Multi-Series Modeling (Global Forecasting Model) involves building a single predictive model that considers all time series simultaneously. It attempts to capture the core patterns that govern the series, thereby mitigating the potential noise that each series might introduce. This approach is computationally efficient, easy to maintain, and can yield more robust generalizations across time series, albeit potentially at the cost of sacrificing some individual insights.

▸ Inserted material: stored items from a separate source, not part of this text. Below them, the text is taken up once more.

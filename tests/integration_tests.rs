// Integration tests for TalentLink Algo

use std::sync::Arc;

use actix_web::{test, web, App};

use talentlink_algo::core::Matcher;
use talentlink_algo::models::{
    CandidateProfile, Job, Match, MatchCandidate, MatchRunResponse, Role, User,
};
use talentlink_algo::routes::{self, matches::AppState};
use talentlink_algo::services::{JobFilter, MatchService, MemoryStore, Storage, StorageError};

fn candidate(id: i64) -> User {
    User {
        id,
        email: format!("candidate{}@example.com", id),
        role: Role::Candidate,
    }
}

fn profile(user_id: i64, skills: &[&str], location: &str, years: Option<u32>) -> CandidateProfile {
    CandidateProfile {
        user_id,
        skills: skills.iter().map(|s| s.to_string()).collect(),
        location: Some(location.to_string()),
        years_of_experience: years,
    }
}

fn job(id: i64, skills: &[&str], location: &str, remote_ok: bool) -> Job {
    Job {
        id,
        recruiter_id: 100,
        title: format!("Job {}", id),
        skills: skills.iter().map(|s| s.to_string()).collect(),
        location: Some(location.to_string()),
        remote_ok,
        is_active: true,
    }
}

async fn seeded_store() -> Arc<MemoryStore> {
    let store = Arc::new(MemoryStore::new());

    store.insert_user(candidate(1)).await;
    store
        .insert_profile(profile(
            1,
            &["JavaScript", "React", "Node.js"],
            "Cape Town, South Africa",
            Some(5),
        ))
        .await;

    store
        .insert_user(User {
            id: 100,
            email: "recruiter@example.com".to_string(),
            role: Role::Recruiter,
        })
        .await;
    store
        .insert_job(job(
            10,
            &["React", "JavaScript", "TypeScript", "Redux", "Node.js"],
            "Cape Town, South Africa",
            true,
        ))
        .await;

    store
}

fn service(store: Arc<MemoryStore>) -> MatchService<MemoryStore> {
    MatchService::new(store, Matcher::with_defaults())
}

#[tokio::test]
async fn test_end_to_end_candidate_matching() {
    let store = seeded_store().await;
    let service = service(store.clone());

    let results = service.match_candidate_to_jobs(1).await.unwrap();

    assert_eq!(results.len(), 1);
    let result = &results[0];
    assert_eq!(result.job_id, 10);
    assert_eq!(result.recruiter_id, 100);
    assert_eq!(result.skills_score, 60);
    assert_eq!(result.location_score, 100);
    assert_eq!(result.experience_score, 100);
    assert_eq!(result.overall_score, 68);

    let created = service.create_matches_from_results(&results).await.unwrap();
    assert_eq!(created.len(), 1);
    assert_eq!(created[0].status, "pending");
    assert!(!created[0].unlocked_by_candidate);
    assert!(!created[0].unlocked_by_recruiter);
}

#[tokio::test]
async fn test_existing_match_is_not_recreated() {
    let store = seeded_store().await;
    let service = service(store.clone());

    let first = service.match_candidate_to_jobs(1).await.unwrap();
    service.create_matches_from_results(&first).await.unwrap();

    // Second pass sees the persisted match and proposes nothing
    let second = service.match_candidate_to_jobs(1).await.unwrap();
    assert!(second.is_empty());
    assert_eq!(store.match_count().await, 1);
}

#[tokio::test]
async fn test_missing_candidate_degrades_to_empty() {
    let store = seeded_store().await;
    let service = service(store);

    let results = service.match_candidate_to_jobs(999).await.unwrap();
    assert!(results.is_empty());
}

#[tokio::test]
async fn test_recruiter_is_not_matched_as_candidate() {
    let store = seeded_store().await;
    let service = service(store);

    let results = service.match_candidate_to_jobs(100).await.unwrap();
    assert!(results.is_empty());
}

#[tokio::test]
async fn test_candidate_without_profile_degrades_to_empty() {
    let store = Arc::new(MemoryStore::new());
    store.insert_user(candidate(1)).await;
    let service = service(store);

    let results = service.match_candidate_to_jobs(1).await.unwrap();
    assert!(results.is_empty());
}

#[tokio::test]
async fn test_job_side_matching_is_symmetric() {
    let store = seeded_store().await;
    store.insert_user(candidate(2)).await;
    store
        .insert_profile(profile(2, &["cobol"], "Cape Town, South Africa", Some(5)))
        .await;
    let service = service(store);

    let results = service.match_jobs_to_candidates(10).await.unwrap();

    // Candidate 1 matches, candidate 2's skills are disjoint
    assert_eq!(results.len(), 1);
    assert_eq!(results[0].candidate_id, 1);
    assert_eq!(results[0].overall_score, 68);
}

#[tokio::test]
async fn test_inactive_job_produces_no_matches() {
    let store = seeded_store().await;
    let mut expired = job(11, &["JavaScript"], "Cape Town, South Africa", true);
    expired.is_active = false;
    store.insert_job(expired).await;
    let service = service(store);

    let results = service.match_jobs_to_candidates(11).await.unwrap();
    assert!(results.is_empty());
}

/// Storage wrapper that fails profile lookups for one candidate,
/// simulating a partial backend outage during a sweep.
struct FlakyStore {
    inner: MemoryStore,
    poisoned_user_id: i64,
}

impl Storage for FlakyStore {
    async fn get_user(&self, id: i64) -> Result<Option<User>, StorageError> {
        self.inner.get_user(id).await
    }

    async fn list_users_by_role(
        &self,
        role: Role,
        after_id: i64,
        limit: usize,
    ) -> Result<Vec<User>, StorageError> {
        self.inner.list_users_by_role(role, after_id, limit).await
    }

    async fn get_candidate_profile(
        &self,
        user_id: i64,
    ) -> Result<Option<CandidateProfile>, StorageError> {
        if user_id == self.poisoned_user_id {
            return Err(StorageError::InvalidInput(format!(
                "injected failure for user {}",
                user_id
            )));
        }
        self.inner.get_candidate_profile(user_id).await
    }

    async fn get_job(&self, id: i64) -> Result<Option<Job>, StorageError> {
        self.inner.get_job(id).await
    }

    async fn get_jobs(&self, filter: &JobFilter) -> Result<Vec<Job>, StorageError> {
        self.inner.get_jobs(filter).await
    }

    async fn get_matches_by_candidate(
        &self,
        candidate_id: i64,
    ) -> Result<Vec<Match>, StorageError> {
        self.inner.get_matches_by_candidate(candidate_id).await
    }

    async fn get_matches_by_job(&self, job_id: i64) -> Result<Vec<Match>, StorageError> {
        self.inner.get_matches_by_job(job_id).await
    }

    async fn create_match(&self, candidate: &MatchCandidate) -> Result<Match, StorageError> {
        self.inner.create_match(candidate).await
    }

    async fn health_check(&self) -> Result<bool, StorageError> {
        self.inner.health_check().await
    }
}

#[tokio::test]
async fn test_sweep_isolates_per_candidate_failures() {
    let inner = MemoryStore::new();
    for id in 1..=3 {
        inner.insert_user(candidate(id)).await;
        inner
            .insert_profile(profile(
                id,
                &["JavaScript", "React", "Node.js"],
                "Cape Town, South Africa",
                Some(5),
            ))
            .await;
    }
    inner
        .insert_job(job(
            10,
            &["React", "JavaScript", "TypeScript", "Redux", "Node.js"],
            "Cape Town, South Africa",
            true,
        ))
        .await;

    let store = Arc::new(FlakyStore {
        inner,
        poisoned_user_id: 2,
    });
    let service = MatchService::new(store, Matcher::with_defaults());

    let report = service.run_sweep().await.unwrap();

    // The poisoned candidate fails, the other two still get matched
    assert_eq!(report.candidates_processed, 3);
    assert_eq!(report.failures, 1);
    assert_eq!(report.matches_created, 2);
    assert!(!report.run_id.is_empty());
}

#[tokio::test]
async fn test_sweep_is_idempotent() {
    let store = seeded_store().await;
    let service = service(store.clone());

    let first = service.run_sweep().await.unwrap();
    assert_eq!(first.matches_created, 1);

    let second = service.run_sweep().await.unwrap();
    assert_eq!(second.matches_created, 0);
    assert_eq!(store.match_count().await, 1);
}

#[actix_web::test]
async fn test_match_candidate_endpoint() {
    let store = seeded_store().await;
    let state = AppState {
        service: Arc::new(MatchService::new(store, Matcher::with_defaults())),
    };

    let app = test::init_service(
        App::new()
            .app_data(web::Data::new(state))
            .configure(routes::configure_routes::<MemoryStore>),
    )
    .await;

    let req = test::TestRequest::post()
        .uri("/api/v1/matches/candidate")
        .set_json(serde_json::json!({ "candidateId": 1 }))
        .to_request();
    let response: MatchRunResponse = test::call_and_read_body_json(&app, req).await;

    assert_eq!(response.total_scored, 1);
    assert_eq!(response.matches.len(), 1);
    assert_eq!(response.matches[0].overall_score, 68);
}

#[actix_web::test]
async fn test_match_candidate_endpoint_rejects_bad_id() {
    let store = Arc::new(MemoryStore::new());
    let state = AppState {
        service: Arc::new(MatchService::new(store, Matcher::with_defaults())),
    };

    let app = test::init_service(
        App::new()
            .app_data(web::Data::new(state))
            .configure(routes::configure_routes::<MemoryStore>),
    )
    .await;

    let req = test::TestRequest::post()
        .uri("/api/v1/matches/candidate")
        .set_json(serde_json::json!({ "candidateId": 0 }))
        .to_request();
    let response = test::call_service(&app, req).await;

    assert_eq!(response.status(), actix_web::http::StatusCode::BAD_REQUEST);
}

This document shows how to forecast more than 1000 time series with a single model including exogenous features with some of them having different values per series.
💡 Tip
This is the first in a series of documents on global forecasting models:Libraries used in this document.
# Data management
# ==============================================================================
import numpy as np
import pandas as pd
# Plots
# ==============================================================================
import matplotlib.pyplot as plt
import matplotlib.ticker as ticker
plt.style.use('seaborn-v0_8-darkgrid')
# Forecasting
# ==============================================================================
import skforecast
import lightgbm
from lightgbm import LGBMRegressor
from sklearn.preprocessing import OrdinalEncoder
from sklearn.compose import make_column_transformer
from sklearn.feature_selection import RFECV
from skforecast.recursive import ForecasterRecursiveMultiSeries
from skforecast.model_selection import TimeSeriesFold, OneStepAheadFold
from skforecast.model_selection import backtesting_forecaster_multiseries
from skforecast.model_selection import bayesian_search_forecaster_multiseries
from skforecast.feature_selection import select_features_multiseries
from skforecast.preprocessing import RollingFeatures
from skforecast.preprocessing import series_long_to_dict
from skforecast.preprocessing import exog_long_to_dict
from feature_engine.datetime import DatetimeFeatures
from feature_engine.creation import CyclicalFeatures
from skforecast.datasets import fetch_dataset
# Configuration
# ==============================================================================
import warnings
warnings.filterwarnings('once')
print('Versión skforecast:', skforecast.__version__)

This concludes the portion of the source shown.